====== Information supplied ======
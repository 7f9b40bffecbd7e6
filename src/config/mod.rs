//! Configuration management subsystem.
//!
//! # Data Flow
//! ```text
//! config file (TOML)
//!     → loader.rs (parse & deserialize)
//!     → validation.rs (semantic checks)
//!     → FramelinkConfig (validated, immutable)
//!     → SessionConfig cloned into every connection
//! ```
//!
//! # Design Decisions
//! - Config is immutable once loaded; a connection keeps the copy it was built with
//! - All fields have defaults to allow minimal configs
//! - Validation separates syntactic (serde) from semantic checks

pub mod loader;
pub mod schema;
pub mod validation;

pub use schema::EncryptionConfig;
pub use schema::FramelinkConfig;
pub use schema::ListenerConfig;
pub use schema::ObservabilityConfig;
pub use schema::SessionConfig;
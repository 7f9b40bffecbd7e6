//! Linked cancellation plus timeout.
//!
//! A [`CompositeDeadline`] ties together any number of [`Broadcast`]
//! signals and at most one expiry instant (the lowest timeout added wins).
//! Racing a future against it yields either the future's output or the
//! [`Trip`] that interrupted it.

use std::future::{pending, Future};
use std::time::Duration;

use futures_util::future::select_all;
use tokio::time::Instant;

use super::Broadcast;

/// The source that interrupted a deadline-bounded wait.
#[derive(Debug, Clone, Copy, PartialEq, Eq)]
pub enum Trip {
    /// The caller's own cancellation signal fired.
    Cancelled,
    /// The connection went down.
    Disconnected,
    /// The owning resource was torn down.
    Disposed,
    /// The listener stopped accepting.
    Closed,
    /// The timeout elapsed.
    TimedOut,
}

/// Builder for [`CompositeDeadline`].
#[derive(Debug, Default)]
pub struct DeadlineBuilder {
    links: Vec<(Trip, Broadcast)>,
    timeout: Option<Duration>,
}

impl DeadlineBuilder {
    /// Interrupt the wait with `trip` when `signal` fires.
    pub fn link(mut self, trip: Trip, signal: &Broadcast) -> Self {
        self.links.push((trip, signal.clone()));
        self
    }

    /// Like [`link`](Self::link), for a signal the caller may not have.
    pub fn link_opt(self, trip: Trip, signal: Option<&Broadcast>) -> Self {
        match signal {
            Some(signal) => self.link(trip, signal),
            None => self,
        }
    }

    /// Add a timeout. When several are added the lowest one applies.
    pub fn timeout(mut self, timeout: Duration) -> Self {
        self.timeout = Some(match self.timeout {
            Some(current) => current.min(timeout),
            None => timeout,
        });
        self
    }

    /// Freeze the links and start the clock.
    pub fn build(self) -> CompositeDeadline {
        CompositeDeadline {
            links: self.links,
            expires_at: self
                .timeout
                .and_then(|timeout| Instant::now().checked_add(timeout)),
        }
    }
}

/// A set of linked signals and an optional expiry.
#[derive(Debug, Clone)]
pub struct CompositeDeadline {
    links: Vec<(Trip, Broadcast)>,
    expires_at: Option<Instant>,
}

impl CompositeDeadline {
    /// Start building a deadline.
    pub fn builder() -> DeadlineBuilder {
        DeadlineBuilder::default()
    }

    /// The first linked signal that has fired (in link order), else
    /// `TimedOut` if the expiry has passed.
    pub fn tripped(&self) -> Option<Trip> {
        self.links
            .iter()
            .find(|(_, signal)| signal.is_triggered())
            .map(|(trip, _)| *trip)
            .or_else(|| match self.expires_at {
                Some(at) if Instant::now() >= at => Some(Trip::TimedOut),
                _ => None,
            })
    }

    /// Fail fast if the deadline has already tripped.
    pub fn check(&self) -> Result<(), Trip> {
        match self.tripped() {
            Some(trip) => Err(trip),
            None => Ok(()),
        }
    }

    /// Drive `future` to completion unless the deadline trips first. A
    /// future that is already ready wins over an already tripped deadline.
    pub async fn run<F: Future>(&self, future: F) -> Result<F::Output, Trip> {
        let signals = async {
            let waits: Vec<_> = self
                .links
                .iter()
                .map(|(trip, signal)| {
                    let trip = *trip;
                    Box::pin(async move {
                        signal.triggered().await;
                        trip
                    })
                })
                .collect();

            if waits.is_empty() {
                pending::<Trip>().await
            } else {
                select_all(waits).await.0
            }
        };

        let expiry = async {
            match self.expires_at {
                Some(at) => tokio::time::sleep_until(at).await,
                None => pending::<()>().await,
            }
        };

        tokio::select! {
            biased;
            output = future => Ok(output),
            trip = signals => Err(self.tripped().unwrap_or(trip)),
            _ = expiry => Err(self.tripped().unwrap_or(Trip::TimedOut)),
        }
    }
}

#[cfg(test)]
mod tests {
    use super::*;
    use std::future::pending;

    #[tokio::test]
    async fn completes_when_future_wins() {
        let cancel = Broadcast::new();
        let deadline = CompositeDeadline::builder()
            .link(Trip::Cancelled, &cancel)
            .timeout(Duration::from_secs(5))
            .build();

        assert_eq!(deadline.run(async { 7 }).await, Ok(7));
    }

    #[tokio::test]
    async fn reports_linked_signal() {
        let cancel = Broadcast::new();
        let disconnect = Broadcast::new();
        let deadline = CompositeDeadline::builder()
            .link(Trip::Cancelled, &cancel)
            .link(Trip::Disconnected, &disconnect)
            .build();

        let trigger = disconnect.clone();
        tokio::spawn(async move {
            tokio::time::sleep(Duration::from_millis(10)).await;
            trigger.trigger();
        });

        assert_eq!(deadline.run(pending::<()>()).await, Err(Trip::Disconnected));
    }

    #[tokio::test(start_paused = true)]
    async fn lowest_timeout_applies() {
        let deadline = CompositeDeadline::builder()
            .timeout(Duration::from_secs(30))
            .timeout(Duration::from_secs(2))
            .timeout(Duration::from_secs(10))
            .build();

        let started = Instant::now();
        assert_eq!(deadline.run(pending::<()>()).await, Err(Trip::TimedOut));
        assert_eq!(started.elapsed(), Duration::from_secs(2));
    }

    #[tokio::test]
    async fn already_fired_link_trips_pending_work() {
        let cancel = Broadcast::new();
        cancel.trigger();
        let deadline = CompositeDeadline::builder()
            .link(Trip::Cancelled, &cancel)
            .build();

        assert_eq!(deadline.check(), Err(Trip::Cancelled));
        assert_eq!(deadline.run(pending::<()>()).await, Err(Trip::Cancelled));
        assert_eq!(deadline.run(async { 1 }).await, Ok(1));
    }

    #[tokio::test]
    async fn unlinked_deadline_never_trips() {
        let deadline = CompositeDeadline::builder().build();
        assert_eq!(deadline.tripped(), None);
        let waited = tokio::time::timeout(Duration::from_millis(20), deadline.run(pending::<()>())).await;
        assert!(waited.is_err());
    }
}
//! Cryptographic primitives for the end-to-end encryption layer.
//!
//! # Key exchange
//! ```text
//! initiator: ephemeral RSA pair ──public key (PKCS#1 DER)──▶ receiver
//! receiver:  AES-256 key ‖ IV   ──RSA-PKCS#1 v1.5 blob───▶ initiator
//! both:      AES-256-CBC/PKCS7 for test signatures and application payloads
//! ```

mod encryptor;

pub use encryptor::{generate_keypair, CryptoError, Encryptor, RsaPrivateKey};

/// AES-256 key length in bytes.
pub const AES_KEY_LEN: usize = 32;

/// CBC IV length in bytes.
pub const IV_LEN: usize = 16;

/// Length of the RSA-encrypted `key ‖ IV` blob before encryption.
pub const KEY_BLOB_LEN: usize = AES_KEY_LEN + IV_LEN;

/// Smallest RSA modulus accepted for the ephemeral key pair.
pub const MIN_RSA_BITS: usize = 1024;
======
_To do_:
Reproduce all of the entries above verbatim.

_The answer_:
repository 7f9b40bffecbd7e6
filename src/config/mod.rs
//! Configuration management subsystem.
//!
//! # Data Flow
//! ```text
//! config file (TOML)
//!     → loader.rs (parse & deserialize)
//!     → validation.rs (semantic checks)
//!     → FramelinkConfig (validated, immutable)
//!     → SessionConfig cloned into every connection
//! ```
//!
//! # Design Decisions
//! - Config is immutable once loaded; a connection keeps the copy it was built with
//! - All fields have defaults to allow minimal configs
//! - Validation separates syntactic (serde) from semantic checks

pub mod loader;
pub mod schema;
pub mod validation;

pub use schema::EncryptionConfig;
pub use schema::FramelinkConfig;
pub use schema::ListenerConfig;
pub use schema::ObservabilityConfig;
pub use schema::SessionConfig;
repository 7f9b40bffecbd7e6
//! Linked cancellation plus timeout.
//!
//! A [`CompositeDeadline`] ties together any number of [`Broadcast`]
//! signals and at most one expiry instant (the lowest timeout added wins).
//! Racing a future against it yields either the future's output or the
//! [`Trip`] that interrupted it.

use std::future::{pending, Future};
use std::time::Duration;

use futures_util::future::select_all;
use tokio::time::Instant;

use super::Broadcast;

/// The source that interrupted a deadline-bounded wait.
#[derive(Debug, Clone, Copy, PartialEq, Eq)]
pub enum Trip {
    /// The caller's own cancellation signal fired.
    Cancelled,
    /// The connection went down.
    Disconnected,
    /// The owning resource was torn down.
    Disposed,
    /// The listener stopped accepting.
    Closed,
    /// The timeout elapsed.
    TimedOut,
}

/// Builder for [`CompositeDeadline`].
#[derive(Debug, Default)]
pub struct DeadlineBuilder {
    links: Vec<(Trip, Broadcast)>,
    timeout: Option<Duration>,
}

impl DeadlineBuilder {
    /// Interrupt the wait with `trip` when `signal` fires.
    pub fn link(mut self, trip: Trip, signal: &Broadcast) -> Self {
        self.links.push((trip, signal.clone()));
        self
    }

    /// Like [`link`](Self::link), for a signal the caller may not have.
    pub fn link_opt(self, trip: Trip, signal: Option<&Broadcast>) -> Self {
        match signal {
            Some(signal) => self.link(trip, signal),
            None => self,
        }
    }

    /// Add a timeout. When several are added the lowest one applies.
    pub fn timeout(mut self, timeout: Duration) -> Self {
        self.timeout = Some(match self.timeout {
            Some(current) => current.min(timeout),
            None => timeout,
        });
        self
    }

    /// Freeze the links and start the clock.
    pub fn build(self) -> CompositeDeadline {
        CompositeDeadline {
            links: self.links,
            expires_at: self
                .timeout
                .and_then(|timeout| Instant::now().checked_add(timeout)),
        }
    }
}

/// A set of linked signals and an optional expiry.
#[derive(Debug, Clone)]
pub struct CompositeDeadline {
    links: Vec<(Trip, Broadcast)>,
    expires_at: Option<Instant>,
}

impl CompositeDeadline {
    /// Start building a deadline.
    pub fn builder() -> DeadlineBuilder {
        DeadlineBuilder::default()
    }

    /// The first linked signal that has fired (in link order), else
    /// `TimedOut` if the expiry has passed.
    pub fn tripped(&self) -> Option<Trip> {
        self.links
            .iter()
            .find(|(_, signal)| signal.is_triggered())
            .map(|(trip, _)| *trip)
            .or_else(|| match self.expires_at {
                Some(at) if Instant::now() >= at => Some(Trip::TimedOut),
                _ => None,
            })
    }

    /// Fail fast if the deadline has already tripped.
    pub fn check(&self) -> Result<(), Trip> {
        match self.tripped() {
            Some(trip) => Err(trip),
            None => Ok(()),
        }
    }

    /// Drive `future` to completion unless the deadline trips first. A
    /// future that is already ready wins over an already tripped deadline.
    pub async fn run<F: Future>(&self, future: F) -> Result<F::Output, Trip> {
        let signals = async {
            let waits: Vec<_> = self
                .links
                .iter()
                .map(|(trip, signal)| {
                    let trip = *trip;
                    Box::pin(async move {
                        signal.triggered().await;
                        trip
                    })
                })
                .collect();

            if waits.is_empty() {
                pending::<Trip>().await
            } else {
                select_all(waits).await.0
            }
        };

        let expiry = async {
            match self.expires_at {
                Some(at) => tokio::time::sleep_until(at).await,
                None => pending::<()>().await,
            }
        };

        tokio::select! {
            biased;
            output = future => Ok(output),
            trip = signals => Err(self.tripped().unwrap_or(trip)),
            _ = expiry => Err(self.tripped().unwrap_or(Trip::TimedOut)),
        }
    }
}

#[cfg(test)]
mod tests {
    use super::*;
    use std::future::pending;

    #[tokio::test]
    async fn completes_when_future_wins() {
        let cancel = Broadcast::new();
        let deadline = CompositeDeadline::builder()
            .link(Trip::Cancelled, &cancel)
            .timeout(Duration::from_secs(5))
            .build();

        assert_eq!(deadline.run(async { 7 }).await, Ok(7));
    }

    #[tokio::test]
    async fn reports_linked_signal() {
        let cancel = Broadcast::new();
        let disconnect = Broadcast::new();
        let deadline = CompositeDeadline::builder()
            .link(Trip::Cancelled, &cancel)
            .link(Trip::Disconnected, &disconnect)
            .build();

        let trigger = disconnect.clone();
        tokio::spawn(async move {
            tokio::time::sleep(Duration::from_millis(10)).await;
            trigger.trigger();
        });

        assert_eq!(deadline.run(pending::<()>()).await, Err(Trip::Disconnected));
    }

    #[tokio::test(start_paused = true)]
    async fn lowest_timeout_applies() {
        let deadline = CompositeDeadline::builder()
            .timeout(Duration::from_secs(30))
            .timeout(Duration::from_secs(2))
            .timeout(Duration::from_secs(10))
            .build();

        let started = Instant::now();
        assert_eq!(deadline.run(pending::<()>()).await, Err(Trip::TimedOut));
        assert_eq!(started.elapsed(), Duration::from_secs(2));
    }

    #[tokio::test]
    async fn already_fired_link_trips_pending_work() {
        let cancel = Broadcast::new();
        cancel.trigger();
        let deadline = CompositeDeadline::builder()
            .link(Trip::Cancelled, &cancel)
            .build();

        assert_eq!(deadline.check(), Err(Trip::Cancelled));
        assert_eq!(deadline.run(pending::<()>()).await, Err(Trip::Cancelled));
        assert_eq!(deadline.run(async { 1 }).await, Ok(1));
    }

    #[tokio::test]
    async fn unlinked_deadline_never_trips() {
        let deadline = CompositeDeadline::builder().build();
        assert_eq!(deadline.tripped(), None);
        let waited = tokio::time::timeout(Duration::from_millis(20), deadline.run(pending::<()>())).await;
        assert!(waited.is_err());
    }
}
//! Cryptographic primitives for the end-to-end encryption layer.
//!
//! # Key exchange
//! ```text
//! initiator: ephemeral RSA pair ──public key (PKCS#1 DER)──▶ receiver
//! receiver:  AES-256 key ‖ IV   ──RSA-PKCS#1 v1.5 blob───▶ initiator
//! both:      AES-256-CBC/PKCS7 for test signatures and application payloads
//! ```

mod encryptor;

pub use encryptor::{generate_keypair, CryptoError, Encryptor, RsaPrivateKey};

/// AES-256 key length in bytes.
pub const AES_KEY_LEN: usize = 32;

/// CBC IV length in bytes.
pub const IV_LEN: usize = 16;

/// Length of the RSA-encrypted `key ‖ IV` blob before encryption.
pub const KEY_BLOB_LEN: usize = AES_KEY_LEN + IV_LEN;

/// Smallest RSA modulus accepted for the ephemeral key pair.
pub const MIN_RSA_BITS: usize = 1024;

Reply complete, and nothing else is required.